> _Exercise prompt_: Your response should be every line from the entries that includes the string "next".

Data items
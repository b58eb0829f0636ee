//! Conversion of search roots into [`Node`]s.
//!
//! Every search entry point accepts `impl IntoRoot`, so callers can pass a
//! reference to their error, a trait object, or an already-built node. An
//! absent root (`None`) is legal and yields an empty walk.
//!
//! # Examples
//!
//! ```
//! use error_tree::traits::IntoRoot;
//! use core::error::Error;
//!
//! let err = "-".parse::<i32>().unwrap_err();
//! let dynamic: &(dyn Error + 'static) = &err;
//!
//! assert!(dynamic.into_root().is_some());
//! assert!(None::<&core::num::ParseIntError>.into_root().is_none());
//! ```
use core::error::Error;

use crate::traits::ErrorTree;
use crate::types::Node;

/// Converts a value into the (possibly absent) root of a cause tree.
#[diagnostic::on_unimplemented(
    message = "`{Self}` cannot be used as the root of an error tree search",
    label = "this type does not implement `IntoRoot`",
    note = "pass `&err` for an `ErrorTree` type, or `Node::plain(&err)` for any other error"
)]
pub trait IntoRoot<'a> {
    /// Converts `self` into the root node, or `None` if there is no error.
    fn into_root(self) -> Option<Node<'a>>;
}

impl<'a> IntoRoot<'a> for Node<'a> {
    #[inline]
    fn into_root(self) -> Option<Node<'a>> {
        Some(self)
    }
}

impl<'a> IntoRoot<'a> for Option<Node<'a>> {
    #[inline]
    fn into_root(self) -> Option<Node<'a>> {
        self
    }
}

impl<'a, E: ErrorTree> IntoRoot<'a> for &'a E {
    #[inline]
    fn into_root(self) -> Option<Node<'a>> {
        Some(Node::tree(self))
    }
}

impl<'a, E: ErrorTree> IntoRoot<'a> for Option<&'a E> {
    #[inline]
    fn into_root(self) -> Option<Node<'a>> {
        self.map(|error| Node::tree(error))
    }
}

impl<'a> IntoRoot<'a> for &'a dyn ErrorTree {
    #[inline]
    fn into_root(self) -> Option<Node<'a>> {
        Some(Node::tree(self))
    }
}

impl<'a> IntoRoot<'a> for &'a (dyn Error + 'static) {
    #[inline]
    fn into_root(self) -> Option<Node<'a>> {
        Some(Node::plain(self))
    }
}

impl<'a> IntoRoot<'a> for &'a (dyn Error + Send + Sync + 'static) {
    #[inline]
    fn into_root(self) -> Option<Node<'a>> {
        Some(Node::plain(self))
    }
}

---

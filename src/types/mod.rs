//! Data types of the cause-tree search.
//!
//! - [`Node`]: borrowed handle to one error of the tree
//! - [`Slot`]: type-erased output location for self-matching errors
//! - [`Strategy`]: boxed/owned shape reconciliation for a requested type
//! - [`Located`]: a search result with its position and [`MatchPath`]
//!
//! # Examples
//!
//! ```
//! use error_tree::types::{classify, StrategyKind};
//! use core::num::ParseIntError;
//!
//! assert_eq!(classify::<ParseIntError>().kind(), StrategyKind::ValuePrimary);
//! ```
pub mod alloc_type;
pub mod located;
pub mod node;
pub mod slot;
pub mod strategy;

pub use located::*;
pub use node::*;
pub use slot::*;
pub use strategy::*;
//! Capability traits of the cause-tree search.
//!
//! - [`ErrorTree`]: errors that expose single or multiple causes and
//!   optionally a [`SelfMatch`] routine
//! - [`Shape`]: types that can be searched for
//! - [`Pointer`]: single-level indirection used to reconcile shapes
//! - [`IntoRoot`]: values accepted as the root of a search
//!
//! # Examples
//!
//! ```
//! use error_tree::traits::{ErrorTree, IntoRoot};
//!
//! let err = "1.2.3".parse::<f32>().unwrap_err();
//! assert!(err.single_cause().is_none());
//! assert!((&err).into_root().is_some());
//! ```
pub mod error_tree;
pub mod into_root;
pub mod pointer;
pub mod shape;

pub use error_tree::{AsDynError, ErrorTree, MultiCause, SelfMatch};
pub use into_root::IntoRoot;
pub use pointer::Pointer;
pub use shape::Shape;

---

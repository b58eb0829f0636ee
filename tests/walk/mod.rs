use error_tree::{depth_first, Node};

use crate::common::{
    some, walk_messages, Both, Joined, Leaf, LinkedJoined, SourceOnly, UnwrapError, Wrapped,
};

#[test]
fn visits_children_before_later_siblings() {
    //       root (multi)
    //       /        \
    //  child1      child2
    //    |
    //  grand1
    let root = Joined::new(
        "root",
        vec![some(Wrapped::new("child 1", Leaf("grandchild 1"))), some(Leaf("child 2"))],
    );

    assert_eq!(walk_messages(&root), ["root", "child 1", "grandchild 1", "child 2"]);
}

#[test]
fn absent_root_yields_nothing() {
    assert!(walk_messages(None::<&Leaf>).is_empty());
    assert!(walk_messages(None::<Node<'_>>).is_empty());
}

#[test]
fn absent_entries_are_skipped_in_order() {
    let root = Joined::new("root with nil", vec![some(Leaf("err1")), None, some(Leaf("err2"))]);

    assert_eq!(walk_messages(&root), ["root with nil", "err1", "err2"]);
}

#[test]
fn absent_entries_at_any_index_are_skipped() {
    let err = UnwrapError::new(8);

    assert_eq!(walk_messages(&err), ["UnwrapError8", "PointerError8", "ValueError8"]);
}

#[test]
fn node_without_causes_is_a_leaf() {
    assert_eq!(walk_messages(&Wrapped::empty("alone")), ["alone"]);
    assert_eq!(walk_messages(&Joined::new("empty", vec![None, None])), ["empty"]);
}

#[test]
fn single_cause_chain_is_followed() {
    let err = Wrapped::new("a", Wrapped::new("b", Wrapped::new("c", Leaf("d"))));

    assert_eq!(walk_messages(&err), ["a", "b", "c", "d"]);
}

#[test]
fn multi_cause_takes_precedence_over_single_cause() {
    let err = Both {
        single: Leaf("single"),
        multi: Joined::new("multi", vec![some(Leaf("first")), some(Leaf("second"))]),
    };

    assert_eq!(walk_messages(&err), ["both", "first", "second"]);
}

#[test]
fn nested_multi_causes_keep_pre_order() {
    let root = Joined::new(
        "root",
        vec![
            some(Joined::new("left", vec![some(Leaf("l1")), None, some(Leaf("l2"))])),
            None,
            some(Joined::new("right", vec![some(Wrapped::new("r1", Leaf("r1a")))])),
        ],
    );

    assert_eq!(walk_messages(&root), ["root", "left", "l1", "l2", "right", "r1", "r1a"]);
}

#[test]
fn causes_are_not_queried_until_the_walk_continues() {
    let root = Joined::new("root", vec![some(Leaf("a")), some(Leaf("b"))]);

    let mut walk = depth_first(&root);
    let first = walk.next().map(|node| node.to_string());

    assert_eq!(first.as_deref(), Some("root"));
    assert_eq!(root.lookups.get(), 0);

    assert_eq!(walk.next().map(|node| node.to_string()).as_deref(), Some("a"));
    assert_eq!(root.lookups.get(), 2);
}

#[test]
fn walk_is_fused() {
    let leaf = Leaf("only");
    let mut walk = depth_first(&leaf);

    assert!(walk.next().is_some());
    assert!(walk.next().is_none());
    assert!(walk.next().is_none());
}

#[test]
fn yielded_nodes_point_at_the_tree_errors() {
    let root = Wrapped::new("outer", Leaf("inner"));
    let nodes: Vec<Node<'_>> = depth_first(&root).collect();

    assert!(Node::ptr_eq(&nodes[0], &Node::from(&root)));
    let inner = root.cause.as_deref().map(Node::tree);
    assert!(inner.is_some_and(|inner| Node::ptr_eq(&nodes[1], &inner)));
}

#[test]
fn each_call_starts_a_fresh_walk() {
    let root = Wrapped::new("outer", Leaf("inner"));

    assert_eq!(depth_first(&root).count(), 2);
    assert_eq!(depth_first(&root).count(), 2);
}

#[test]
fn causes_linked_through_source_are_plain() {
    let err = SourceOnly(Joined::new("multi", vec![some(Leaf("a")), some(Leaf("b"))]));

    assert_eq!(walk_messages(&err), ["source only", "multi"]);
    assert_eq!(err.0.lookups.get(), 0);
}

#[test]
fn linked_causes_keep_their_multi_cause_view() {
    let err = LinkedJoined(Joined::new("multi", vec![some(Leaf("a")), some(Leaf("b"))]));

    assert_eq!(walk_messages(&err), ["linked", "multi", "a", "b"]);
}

> _Answer section_:
    let first = walk.next().map(|node| node.to_string());
    assert_eq!(walk.next().map(|node| node.to_string()).as_deref(), Some("a"));
    assert!(walk.next().is_some());
    assert!(walk.next().is_none());
    assert!(walk.next().is_none());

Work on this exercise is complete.